The government’s announcement of doubling of farm incomes is likely to fall flat on its face. The same has been promised since the first budget of the government. The kind of investment required achieving this are nowhere in sight. All these announcements have single focus – Lok Sabha elections 2019.
The government grossly failed to reduce fiscal deficit, which means inflation will be on the higher side. The targeted fiscal deficit of 3.2 percent for 2017-18 has surpassed the estimation and now stands at 3.5 percent of GDP. The target for 2018, which was estimated at 3 percent is now revised at 3.3 percent of GDP. The government has not been able to achieve 3 percent fiscal deficit even in good years when the growth rate was high.
All this is pointing towards a high inflation regime and with this inflationary Budget, there is no elbowroom for RBI to even think of cutting interest rates. In the scenario of interests rates going up, Indian industry will lose the competitive edge on exporting goods, which in-turn would put pressure of already struggling ‘Make in India’ scheme.
It is also disappointing to see the allocation on education and research. India’s spending on research, as a percentage of GDP has been 0.6 to 0.7 percent. Now look at China, which spends 2.1 percent and the US stands at 2.8 percent. Mind you their economic bases are much larger as compared to India. With such allocations and non-availability of infrastructure how can we expect PhD students in IITs and IIScs to do their research?
The actual work on ground and what government claims to do are just opposite. With all such slogans ‘Beti bachao, Beti Padhao’, ‘Skill India’ the government wants people to believe it is very bullish on education. However, the reality is - a large number of higher education institutions, almost 40% of teaching positions have been lying vacant for several years. And even if the government has best of intention to fill these positions it will not be easy given the tight budgetary resources
Linked to education is employment. Because of the revenue shortfall, the fiscal deficit had increased over 100 percent of the target by December 2017. Given the increasing fiscal deficit the government will have to sharply cut expenditures. And these cuts will happen in sectors including education, health, skill development, which clearly means decline in employment generation. Job creation has long been neglected. In 2014, the promise was to employ 2 crore youths every year. The promises remain far from fulfilled and the revised target of generating employment is 70 lakh every year.

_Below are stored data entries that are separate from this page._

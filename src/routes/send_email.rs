//! src/routes/send_email.rs

use crate::authentication::AuthenticatedSender;
use crate::email_client::{EmailClient, EmailClientError, OutgoingEmail, Recipients};
use crate::email_log::{parse_record_id, record_delivery, NewEmailLog};
use crate::utils::error_chain_fmt;
use actix_web::http::StatusCode;
use actix_web::{web, HttpResponse, ResponseError};
use sqlx::PgPool;

#[derive(serde::Deserialize)]
#[serde(rename_all = "camelCase")]
pub struct SendEmailBody {
    #[serde(default)]
    to: Option<Recipients>,
    #[serde(default)]
    subject: String,
    #[serde(default)]
    html: String,
    from: Option<String>,
    cc: Option<Recipients>,
    bcc: Option<Recipients>,
    reply_to: Option<String>,
    attachments: Option<Vec<serde_json::Value>>,
    subscriber_id: Option<String>,
    campaign_id: Option<String>,
}

#[derive(serde::Serialize)]
struct SentData {
    id: String,
}

#[derive(thiserror::Error)]
pub enum SendEmailError {
    #[error("Missing required fields")]
    MissingFields,
    #[error("The email provider rejected the message")]
    Rejected {
        status: StatusCode,
        error: serde_json::Value,
    },
    #[error("Internal server error")]
    UnexpectedError(#[source] EmailClientError),
}

impl std::fmt::Debug for SendEmailError {
    fn fmt(&self, f: &mut std::fmt::Formatter<'_>) -> std::fmt::Result {
        error_chain_fmt(self, f)
    }
}

impl ResponseError for SendEmailError {
    fn status_code(&self) -> StatusCode {
        match self {
            Self::MissingFields => StatusCode::BAD_REQUEST,
            Self::Rejected { status, .. } => *status,
            Self::UnexpectedError(_) => StatusCode::INTERNAL_SERVER_ERROR,
        }
    }

    fn error_response(&self) -> HttpResponse {
        let body = match self {
            Self::MissingFields => serde_json::json!({ "error": self.to_string() }),
            Self::Rejected { error, .. } => serde_json::json!({ "success": false, "error": error }),
            Self::UnexpectedError(_) => {
                serde_json::json!({ "success": false, "error": self.to_string() })
            }
        };
        HttpResponse::build(self.status_code()).json(body)
    }
}

/// Deliver caller-supplied HTML through the provider and log the attempt.
#[tracing::instrument(
    name = "Handling a send request",
    skip(sender, body, pool, email_client),
    fields(auth_method = ?sender.0, subject = %body.subject)
)]
pub async fn send_email(
    sender: AuthenticatedSender,
    body: web::Json<SendEmailBody>,
    pool: web::Data<PgPool>,
    email_client: web::Data<EmailClient>,
) -> Result<HttpResponse, SendEmailError> {
    let body = body.into_inner();
    let to = match body.to {
        Some(to) if !to.is_empty() => to,
        _ => return Err(SendEmailError::MissingFields),
    };
    if body.subject.is_empty() || body.html.is_empty() {
        return Err(SendEmailError::MissingFields);
    }
    // Malformed ids are logged as null rather than failing the send.
    let subscriber_id = parse_record_id(body.subscriber_id.as_deref());
    let campaign_id = parse_record_id(body.campaign_id.as_deref());

    let outgoing = OutgoingEmail {
        from: body.from,
        cc: body.cc,
        bcc: body.bcc,
        reply_to: body.reply_to,
        attachments: body.attachments,
        campaign_id: body.campaign_id,
        ..OutgoingEmail::new(to, body.subject, body.html)
    };

    match email_client.send_email(&outgoing).await {
        Ok(receipt) => {
            record_delivery(
                &pool,
                NewEmailLog::sent(subscriber_id, campaign_id, receipt.id.clone()),
            )
            .await;
            tracing::info!(message_id = %receipt.id, "Email sent successfully");
            Ok(HttpResponse::Ok().json(serde_json::json!({
                "success": true,
                "data": SentData { id: receipt.id },
            })))
        }
        Err(e) => {
            // Every failed attempt is logged, whatever the cause.
            record_delivery(
                &pool,
                NewEmailLog::failed(subscriber_id, campaign_id, e.as_json()),
            )
            .await;
            match e {
                EmailClientError::Rejected { status, body } => Err(SendEmailError::Rejected {
                    status: StatusCode::from_u16(status.as_u16())
                        .unwrap_or(StatusCode::INTERNAL_SERVER_ERROR),
                    error: body,
                }),
                e @ EmailClientError::Transport(_) => Err(SendEmailError::UnexpectedError(e)),
            }
        }
    }
}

The intent of “helping the poor” falls flat when you see Zero increment in the budget for the Mahatma Gandhi National Rural Employment Guarantee Scheme from the current Rs 55,000 crore. The current funding too is inadequate to pay the wages even in this very financial year. States have used the funds and have been demanding more money to pay the pending wages.
On one hand the government promises bullet trains and world-class transport infrastructure, while on the other hand it cuts allocation to Indian Railways that badly needs money. How does it plan to increase the facilities and implement safety features if the existing allocation (which in itself is not adequate) is reduced by whopping Rs 15,000 crore. The budget for Indian Railways has been cut down to Rs 40,000 crore from Rs 55,000 crore.

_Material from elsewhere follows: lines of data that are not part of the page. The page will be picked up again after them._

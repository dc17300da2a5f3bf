//! src/domain/new_subscriber.rs

use crate::domain::{SubscriberEmail, SubscriberName};

pub struct NewSubscriber {
    pub email: SubscriberEmail,
    pub first_name: Option<SubscriberName>,
    pub last_name: Option<SubscriberName>,
    pub source: SubscriberSource,
}

#[derive(Debug, Clone, Copy, PartialEq, Eq)]
pub enum SubscriberSource {
    Website,
    LeadMagnet,
}

impl SubscriberSource {
    pub fn as_str(&self) -> &'static str {
        match self {
            SubscriberSource::Website => "website",
            SubscriberSource::LeadMagnet => "lead_magnet",
        }
    }
}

Nevertheless, the government is doing all its bit to market this Budget as pro-poor. But the fact is it serves only the less than one percent richest. Government has miserably failed delivering on its own promises of last four years – creation of jobs, brining back money from Swiss Bank Accounts, doubling farmers’ income. And this Budget looks like a bag full of promises, yet again.
The writer is associated with the Indian National Congress and is a former chairman of the Andhra Pradesh Electronics Corporation.